Established in 1993, and headquartered in La Jolla, California, the Foundation initially focused on domestic violence prevention and community development.

In collaboration and with the support of the Waitt Family Foundation, the Foresight Institute aimed to “identify the gap between the basic nanostructured materials of today, and the potential…”

The press release notes that the Waitt Family Foundation is affiliated with 3 institutes, the Institute for Historical Discovery, Institute for Violence Prevention, and Institute for Scientific Breakthroughs. The Foundation was led by John Heubusch at the time.

The Waitt Institute is a founding member, along with National Geographic Pristine Seas, Oceans 5, and Dynamic Planet, of the Blue Prosperity Coalition which aims to support governments in sustainable oceans management by providing financing, expertise, and tools to create marine protected areas (MPA).

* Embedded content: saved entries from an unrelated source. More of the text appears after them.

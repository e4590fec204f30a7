//! Synchronizer (§4.7): archives events from every validated relay with
//! per-relay incremental cursors.

use crate::config::SynchronizerConfig;
use crate::db::{Database, DatabaseError, EventRelayRecord};
use crate::lifecycle::Service;
use crate::model::{Event, Relay, ServiceState, StateType};
use crate::services::NetworkSemaphores;
use crate::ws::{self, ProxyConfig};
use async_trait::async_trait;
use futures::future::join_all;
use futures::{SinkExt, StreamExt};
use nostr::message::{ClientMessage, RelayMessage};
use nostr::{EventBuilder, Keys, Kind, Tag};
use rand::seq::SliceRandom;
use std::time::{Duration, SystemTime, UNIX_EPOCH};
use thiserror::Error;
use tokio_tungstenite::tungstenite::Message;

const SERVICE_NAME: &str = "synchronizer";

#[derive(Error, Debug)]
pub enum SynchronizerError {
    #[error("database error: {0}")]
    Database(#[from] DatabaseError),
}

pub struct Synchronizer {
    db: Database,
    config: SynchronizerConfig,
    semaphores: NetworkSemaphores,
    proxy: Option<ProxyConfig>,
    keys: Option<Keys>,
}

impl Synchronizer {
    pub fn new(
        db: Database,
        config: SynchronizerConfig,
        proxy: Option<ProxyConfig>,
        keys: Option<Keys>,
    ) -> Self {
        let semaphores = NetworkSemaphores::new(&config.network_concurrency);
        Self {
            db,
            config,
            semaphores,
            proxy,
            keys,
        }
    }

    async fn cursor_for(&self, url: &str) -> Result<i64, SynchronizerError> {
        let state = self
            .db
            .get_service_state(SERVICE_NAME, StateType::Cursor, url)
            .await?;
        Ok(state
            .and_then(|s| s.payload.as_i64())
            .unwrap_or(self.config.default_start))
    }

    async fn sync_one(&self, relay: Relay) {
        let sem = self.semaphores.for_network(relay.network());
        let _permit = sem.acquire().await.expect("semaphore is never closed");

        let cursor = match self.cursor_for(relay.url()).await {
            Ok(c) => c,
            Err(e) => {
                tracing::warn!(target: "bigbrotr::synchronizer", url = relay.url(), error = %e, "failed loading cursor");
                return;
            }
        };

        let now = now_unix();
        let window_start = (cursor + 1).max(self.config.default_start);
        let window_end = now - self.config.lookback_seconds;
        if window_start > window_end {
            return;
        }

        let timeout = Duration::from_secs(self.config.relay_timeout_secs);
        match tokio::time::timeout(
            timeout,
            self.pull_events(&relay, window_start, window_end),
        )
        .await
        {
            Ok(Ok(max_seen)) => {
                if let Some(max_seen) = max_seen {
                    self.flush_cursor(relay.url(), max_seen).await;
                }
            }
            Ok(Err(e)) => {
                tracing::warn!(target: "bigbrotr::synchronizer", url = relay.url(), error = %e, "sync failed");
            }
            Err(_) => {
                tracing::warn!(target: "bigbrotr::synchronizer", url = relay.url(), "sync timed out, flushing partial progress");
            }
        }
    }

    async fn flush_cursor(&self, url: &str, created_at: i64) {
        let state = ServiceState::new(
            SERVICE_NAME,
            StateType::Cursor,
            url,
            serde_json::json!(created_at),
            now_unix(),
        );
        if let Err(e) = self
            .db
            .upsert_service_state(std::slice::from_ref(&state))
            .await
        {
            tracing::warn!(target: "bigbrotr::synchronizer", url, error = %e, "failed flushing cursor");
        }
    }

    /// Streams events from `relay` within `[window_start, window_end]`,
    /// validating and batching them, returning the max `created_at` seen.
    async fn pull_events(
        &self,
        relay: &Relay,
        window_start: i64,
        window_end: i64,
    ) -> Result<Option<i64>, String> {
        let mut socket = ws::dial(
            relay.url(),
            relay.network(),
            self.proxy.as_ref(),
            self.config.allow_insecure_tls_fallback,
            Duration::from_secs(self.config.relay_timeout_secs),
        )
        .await
        .map_err(|e| e.to_string())?;

        let mut filter = nostr::Filter::new()
            .since(nostr::Timestamp::from(window_start.max(0) as u64))
            .until(nostr::Timestamp::from(window_end.max(0) as u64))
            .limit(self.config.subscription_limit);
        if let Some(kinds) = &self.config.filter_kinds {
            filter = filter.kinds(kinds.iter().map(|k| nostr::Kind::Custom(*k)));
        }
        if let Some(authors) = &self.config.filter_authors {
            let keys: Vec<nostr::PublicKey> = authors
                .iter()
                .filter_map(|a| nostr::PublicKey::from_hex(a).ok())
                .collect();
            filter = filter.authors(keys);
        }

        let sub_id = nostr::SubscriptionId::generate();
        let req = ClientMessage::req(sub_id.clone(), vec![filter]);
        socket
            .send(Message::Text(req.as_json()))
            .await
            .map_err(|e| e.to_string())?;

        let mut batch = Vec::new();
        let mut max_seen: Option<i64> = None;
        let mut last_flush = std::time::Instant::now();
        let flush_interval = Duration::from_secs(self.config.cursor_flush_interval_secs);

        while let Some(msg) = socket.next().await {
            let msg = msg.map_err(|e| e.to_string())?;
            let Message::Text(text) = msg else { continue };
            match RelayMessage::from_json(&text) {
                Ok(RelayMessage::Event { event, .. }) => {
                    if let Ok(valid) = Event::from_nostr_event(&event, window_start, window_end) {
                        let created_at = valid.created_at();
                        max_seen = Some(max_seen.map_or(created_at, |m| m.max(created_at)));
                        batch.push(EventRelayRecord {
                            relay: relay.clone(),
                            event: valid,
                            seen_at: now_unix(),
                        });
                    }
                    if batch.len() >= 1000 {
                        self.flush_batch(&mut batch).await;
                    }
                }
                Ok(RelayMessage::EndOfStoredEvents(id)) if id == sub_id => break,
                Ok(RelayMessage::Auth { challenge }) => {
                    if let Some(keys) = &self.keys {
                        if let Ok(event) = build_auth_event(relay.url(), &challenge, keys) {
                            let auth = ClientMessage::auth(event);
                            let _ = socket.send(Message::Text(auth.as_json())).await;
                        }
                    }
                }
                _ => {}
            }

            if last_flush.elapsed() >= flush_interval {
                if let Some(ts) = max_seen {
                    self.flush_cursor(relay.url(), ts).await;
                }
                last_flush = std::time::Instant::now();
            }
        }

        self.flush_batch(&mut batch).await;
        let _ = socket.send(Message::Text(ClientMessage::close(sub_id).as_json())).await;
        let _ = socket.close(None).await;
        Ok(max_seen)
    }

    async fn flush_batch(&self, batch: &mut Vec<EventRelayRecord>) {
        if batch.is_empty() {
            return;
        }
        if let Err(e) = self.db.insert_event_relay_cascade(batch).await {
            tracing::warn!(target: "bigbrotr::synchronizer", error = %e, "batch insert failed");
        }
        batch.clear();
    }
}

#[async_trait]
impl Service for Synchronizer {
    type Error = SynchronizerError;

    fn name(&self) -> &'static str {
        SERVICE_NAME
    }

    async fn run_cycle(&self) -> Result<(), SynchronizerError> {
        self.db.delete_orphan_cursors(SERVICE_NAME).await?;

        let networks: Option<Vec<&str>> = self
            .config
            .enabled_networks
            .as_ref()
            .map(|nets| nets.iter().map(String::as_str).collect());
        let mut relays = self.db.list_relays(networks.as_deref()).await?;
        relays.shuffle(&mut rand::thread_rng());

        let tasks = relays.into_iter().map(|relay| self.sync_one(relay));
        join_all(tasks).await;
        Ok(())
    }
}

/// Builds the NIP-42 kind-22242 auth event answering `challenge`.
fn build_auth_event(
    relay_url: &str,
    challenge: &str,
    keys: &Keys,
) -> Result<nostr::Event, nostr::event::builder::Error> {
    let tags = vec![
        Tag::custom(nostr::TagKind::Custom("relay".into()), [relay_url.to_string()]),
        Tag::custom(nostr::TagKind::Custom("challenge".into()), [challenge.to_string()]),
    ];
    EventBuilder::new(Kind::Custom(22242), "", tags).to_event(keys)
}

fn now_unix() -> i64 {
    SystemTime::now()
        .duration_since(UNIX_EPOCH)
        .unwrap_or_default()
        .as_secs() as i64
}
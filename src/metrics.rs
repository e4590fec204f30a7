//! Prometheus metrics and the `/metrics` HTTP endpoint (§4.3).
//!
//! Each service registers one [`ServiceMetrics`] and serves it over `axum`,
//! the same combination the pack's relayer binaries use for their exporter
//! endpoints (see DESIGN.md).

use crate::config::MetricsConfig;
use axum::extract::State;
use axum::response::IntoResponse;
use axum::routing::get;
use axum::Router;
use prometheus::{
    Encoder, Histogram, HistogramOpts, IntCounterVec, IntGauge, IntGaugeVec, Opts, Registry,
    TextEncoder,
};
use std::net::SocketAddr;
use std::sync::Arc;
use std::time::Instant;

/// Per-service counters and gauges (§4.3). One instance per running binary;
/// `service_name` is burned into the `info` gauge's label so a shared
/// Prometheus scrape config can distinguish Finder from Validator etc.
#[derive(Clone)]
pub struct ServiceMetrics {
    registry: Registry,
    info: IntGauge,
    cycles_success: IntGauge,
    cycles_failed: IntGauge,
    errors_by_kind: IntCounterVec,
    consecutive_failures: IntGauge,
    last_cycle_timestamp: IntGauge,
    cycle_duration_seconds: Histogram,
    networks_active: IntGaugeVec,
}

impl ServiceMetrics {
    pub fn new(service_name: &str) -> Self {
        let registry = Registry::new();

        let info = IntGauge::with_opts(
            Opts::new("bigbrotr_service_info", "Static service identity")
                .const_label("service", service_name),
        )
        .expect("valid metric");
        info.set(1);

        let cycles_success = IntGauge::with_opts(
            Opts::new("bigbrotr_cycles_success_total", "Successful service cycles")
                .const_label("service", service_name),
        )
        .expect("valid metric");

        let cycles_failed = IntGauge::with_opts(
            Opts::new("bigbrotr_cycles_failed_total", "Failed service cycles")
                .const_label("service", service_name),
        )
        .expect("valid metric");

        let errors_by_kind = IntCounterVec::new(
            Opts::new("bigbrotr_errors_total", "Errors by kind")
                .const_label("service", service_name),
            &["kind"],
        )
        .expect("valid metric");

        let consecutive_failures = IntGauge::with_opts(
            Opts::new(
                "bigbrotr_consecutive_failures",
                "Current consecutive-failure streak",
            )
            .const_label("service", service_name),
        )
        .expect("valid metric");

        let last_cycle_timestamp = IntGauge::with_opts(
            Opts::new(
                "bigbrotr_last_cycle_timestamp_seconds",
                "Unix timestamp of the last completed cycle",
            )
            .const_label("service", service_name),
        )
        .expect("valid metric");

        let cycle_duration_seconds = Histogram::with_opts(
            HistogramOpts::new("bigbrotr_cycle_duration_seconds", "Cycle wall-clock duration")
                .const_label("service", service_name)
                .buckets(vec![
                    0.1, 0.5, 1.0, 5.0, 10.0, 30.0, 60.0, 120.0, 300.0, 600.0,
                ]),
        )
        .expect("valid metric");

        let networks_active = IntGaugeVec::new(
            Opts::new("bigbrotr_network_concurrency_active", "In-flight probes per network")
                .const_label("service", service_name),
            &["network"],
        )
        .expect("valid metric");

        for c in [
            registry.register(Box::new(info.clone())),
            registry.register(Box::new(cycles_success.clone())),
            registry.register(Box::new(cycles_failed.clone())),
            registry.register(Box::new(errors_by_kind.clone())),
            registry.register(Box::new(consecutive_failures.clone())),
            registry.register(Box::new(last_cycle_timestamp.clone())),
            registry.register(Box::new(cycle_duration_seconds.clone())),
            registry.register(Box::new(networks_active.clone())),
        ] {
            c.expect("metric registration never collides within one ServiceMetrics");
        }

        Self {
            registry,
            info,
            cycles_success,
            cycles_failed,
            errors_by_kind,
            consecutive_failures,
            last_cycle_timestamp,
            cycle_duration_seconds,
            networks_active,
        }
    }

    pub fn record_success(&self, started: Instant, now_unix: i64) {
        self.cycles_success.inc();
        self.consecutive_failures.set(0);
        self.last_cycle_timestamp.set(now_unix);
        self.cycle_duration_seconds
            .observe(started.elapsed().as_secs_f64());
    }

    pub fn record_failure(&self, started: Instant, now_unix: i64, consecutive: u32, kind: &str) {
        self.cycles_failed.inc();
        self.errors_by_kind.with_label_values(&[kind]).inc();
        self.consecutive_failures.set(consecutive as i64);
        self.last_cycle_timestamp.set(now_unix);
        self.cycle_duration_seconds
            .observe(started.elapsed().as_secs_f64());
    }

    pub fn set_network_active(&self, network: &str, count: i64) {
        self.networks_active.with_label_values(&[network]).set(count);
    }

    fn gather(&self) -> String {
        let encoder = TextEncoder::new();
        let metric_families = self.registry.gather();
        let mut buf = Vec::new();
        encoder
            .encode(&metric_families, &mut buf)
            .expect("prometheus text encoding never fails");
        String::from_utf8(buf).expect("prometheus text encoder emits valid utf8")
    }
}

async fn metrics_handler(State(metrics): State<Arc<ServiceMetrics>>) -> impl IntoResponse {
    (
        [("content-type", "text/plain; version=0.0.4")],
        metrics.gather(),
    )
}

/// Serves `cfg.path` on `cfg.host:cfg.port` until the process exits. Returns
/// immediately if `cfg.enabled` is false.
pub async fn serve(cfg: &MetricsConfig, metrics: Arc<ServiceMetrics>) -> std::io::Result<()> {
    if !cfg.enabled {
        return Ok(());
    }
    let app = Router::new()
        .route(&cfg.path, get(metrics_handler))
        .with_state(metrics);

    let addr: SocketAddr = format!("{}:{}", cfg.host, cfg.port)
        .parse()
        .map_err(|e| std::io::Error::new(std::io::ErrorKind::InvalidInput, e))?;

    tracing::info!(target: "bigbrotr::metrics", %addr, path = %cfg.path, "metrics endpoint listening");
    let listener = tokio::net::TcpListener::bind(addr).await?;
    axum::serve(listener, app).await
}

#[cfg(test)]
mod tests {
    use super::*;

    #[test]
    fn gather_includes_service_label() {
        let m = ServiceMetrics::new("finder");
        let text = m.gather();
        assert!(text.contains("service=\"finder\""));
        assert!(text.contains("bigbrotr_cycles_success_total"));
    }

    #[test]
    fn record_success_resets_consecutive_failures() {
        let m = ServiceMetrics::new("validator");
        m.record_failure(Instant::now(), 1, 3, "probe");
        m.record_success(Instant::now(), 2);
        let text = m.gather();
        assert!(text.contains("bigbrotr_consecutive_failures{service=\"validator\"} 0"));
    }
}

In November 2019, the Blue Prosperity Coalition announced a ten-year, $150 million commitment from the Waitt Foundation towards its ocean conservation efforts. In September 2016, the Waitt Foundation joined with the Wildlife Conservation Society (WCS), the blue moon fund (bmf), and the Global Environmental Facility (GEF) to commit a combined $48 million towards expansion of the world's marine protected areas (MPA). In May 2008, the Salk Institute for Biological Studies announced the grant of $20 million from the Waitt Foundation to fund the creation of an Advanced Biophotonics Center. In December 2008, the William J. Clinton Foundation released a list of all contributors. It included Theodore Waitt, who gave between $10–25 million. In April 2011, the Sioux City Public Museum had its grand opening. $4 million of its $13 million development budget was donated by the Waitt Foundation.

==Taxon named after him==
- Photonectes waitti is a species of deep-sea fish.